Updated at 6:55 p.m. ET

Former President Donald Trump's legal team concluded its defense on Friday, arguing that the impeachment proceedings were "an act of political vengeance" as well as "a politically motivated witch hunt."

Bruce Castor, David Schoen and Michael van der Veen each took turns addressing the Senate chamber to characterizing Trump as a staunch supporter of law and order, not someone who incited the chaos at the Capitol.

Trump's attorneys had up to 16 hours over the course of two days to push back on House impeachment managers case that Trump should be convicted and barred from running for future office for inciting the Jan. 6 attack on the U.S. Capitol.

In the end, the defense team wrapped their case in about three hours. The impeachment managers had used about 10 hours over two days.

Later Friday the senators, who are serving as jurors, posed questions to both the House Democrats prosecuting the case against Trump and the ex-president's legal team.

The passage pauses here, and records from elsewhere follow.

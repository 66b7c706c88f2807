//! Task endpoints
//!
//! Mutations settle into the attached [`SharedListCache`] the same way for
//! every caller: create inserts at the front, update/toggle replace by id,
//! delete removes by id.

use async_trait::async_trait;
use shared::{PageRequest, Task, TaskCreate, TaskFilters, TaskListResponse, TaskReorderRequest, TaskUpdate};
use validator::Validate;

use crate::cache::{SharedListCache, TaskListKey};
use crate::error::ClientResult;
use crate::http::HttpClient;
use crate::reorder::ReorderBackend;

/// Typed access to `/tasks`
#[derive(Debug, Clone)]
pub struct TaskApi<H> {
    http: H,
    cache: Option<SharedListCache>,
}

impl<H: HttpClient> TaskApi<H> {
    pub fn new(http: H) -> Self {
        Self { http, cache: None }
    }

    /// Keep the given cache in sync with every successful call
    pub fn with_cache(mut self, cache: SharedListCache) -> Self {
        self.cache = Some(cache);
        self
    }

    pub fn http(&self) -> &H {
        &self.http
    }

    pub fn cache(&self) -> Option<&SharedListCache> {
        self.cache.as_ref()
    }

    /// List tasks, served from the cache while the cached page is fresh.
    pub async fn list(&self, filters: &TaskFilters, page: PageRequest) -> ClientResult<TaskListResponse> {
        let key = TaskListKey::new(filters.clone(), page);
        if let Some(cached) = self.cache.as_ref().and_then(|c| c.get_list(&key)) {
            tracing::debug!(?key, "task list served from cache");
            return Ok(cached);
        }
        self.fetch_list(filters, page).await
    }

    /// List tasks from the server, bypassing and then refreshing the cache.
    pub async fn fetch_list(&self, filters: &TaskFilters, page: PageRequest) -> ClientResult<TaskListResponse> {
        let query = filters.to_query(&page);
        let response: TaskListResponse = self.http.get_with_query("tasks/", &query).await?;
        if let Some(cache) = &self.cache {
            cache.store_list(TaskListKey::new(filters.clone(), page), response.clone());
        }
        Ok(response)
    }

    pub async fn get(&self, id: i64) -> ClientResult<Task> {
        if let Some(task) = self.cache.as_ref().and_then(|c| c.get_detail(id)) {
            return Ok(task);
        }
        let task: Task = self.http.get(&format!("tasks/{id}")).await?;
        if let Some(cache) = &self.cache {
            cache.store_detail(task.clone());
        }
        Ok(task)
    }

    pub async fn create(&self, payload: &TaskCreate) -> ClientResult<Task> {
        payload.validate()?;
        let task: Task = self.http.post("tasks/", payload).await?;
        tracing::info!(task_id = task.id, "task created");
        if let Some(cache) = &self.cache {
            cache.insert_created(task.clone());
        }
        Ok(task)
    }

    pub async fn update(&self, id: i64, payload: &TaskUpdate) -> ClientResult<Task> {
        payload.validate()?;
        let task: Task = self.http.put(&format!("tasks/{id}"), payload).await?;
        if let Some(cache) = &self.cache {
            cache.replace_updated(task.clone());
        }
        Ok(task)
    }

    pub async fn delete(&self, id: i64) -> ClientResult<()> {
        self.http.delete(&format!("tasks/{id}")).await?;
        tracing::info!(task_id = id, "task deleted");
        if let Some(cache) = &self.cache {
            cache.remove_deleted(id);
        }
        Ok(())
    }

    pub async fn toggle(&self, id: i64) -> ClientResult<Task> {
        let task: Task = self.http.patch_empty(&format!("tasks/{id}/toggle")).await?;
        if let Some(cache) = &self.cache {
            cache.replace_toggled(task.clone());
        }
        Ok(task)
    }

    /// Persist a full manual ordering. The cache is left to the caller,
    /// which decides whether the result is still current.
    pub async fn reorder(&self, task_ids: &[i64]) -> ClientResult<Vec<Task>> {
        let body = TaskReorderRequest {
            task_ids: task_ids.to_vec(),
        };
        self.http.patch("tasks/reorder", &body).await
    }

    pub async fn overdue(&self) -> ClientResult<Vec<Task>> {
        self.http.get("tasks/overdue").await
    }

    pub async fn due_today(&self) -> ClientResult<Vec<Task>> {
        self.http.get("tasks/due-today").await
    }

    pub async fn high_priority(&self) -> ClientResult<Vec<Task>> {
        self.http.get("tasks/high-priority").await
    }
}

#[async_trait]
impl<H: HttpClient> ReorderBackend for TaskApi<H> {
    async fn reorder_tasks(&self, task_ids: &[i64]) -> ClientResult<Vec<Task>> {
        self.reorder(task_ids).await
    }
}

The current timeline makes it all the more likely that Trump's historic second impeachment trial could be concluded as early as Saturday. After questions, there remains the option for managers to request a debate on witnesses followed by a four-hour window for closing arguments before the final vote on whether to convict Trump.

Attacking the process

Schoen said the Democrats case was driven by "political opportunism" and that it skipped basic norms of due process and fairness, though impeachment trials are not equivalent to criminal trials.

"The rush to judgement for a snap impeachment in this case was just one example of the denial of due process," Schoen told the Senate chamber.

Schoen also claimed Trump's legal team was never given an opportunity to "test the integrity of the evidence offered against Donald J. Trump seeking to bar him from ever holding public office again."

The rules of the Senate trial were agreed to by both party leaders and voted on by the chamber earlier in the week.

The protected speech defense

The legal team also argued that Trump's rhetoric, including remarks at a rally before the siege on the building where lawmakers were voting to certify Joe Biden's electoral victory, was protected by the First Amendment.

Defense attorney van der Veen asked senators if they wanted to create a precedent of trying to determine the meaning and intent of a president's speech.

"Will that allow and maybe encourage a majority party to weaponize the awesome power of impeachment against the minority to suppress a point of view?" van der Veen asked.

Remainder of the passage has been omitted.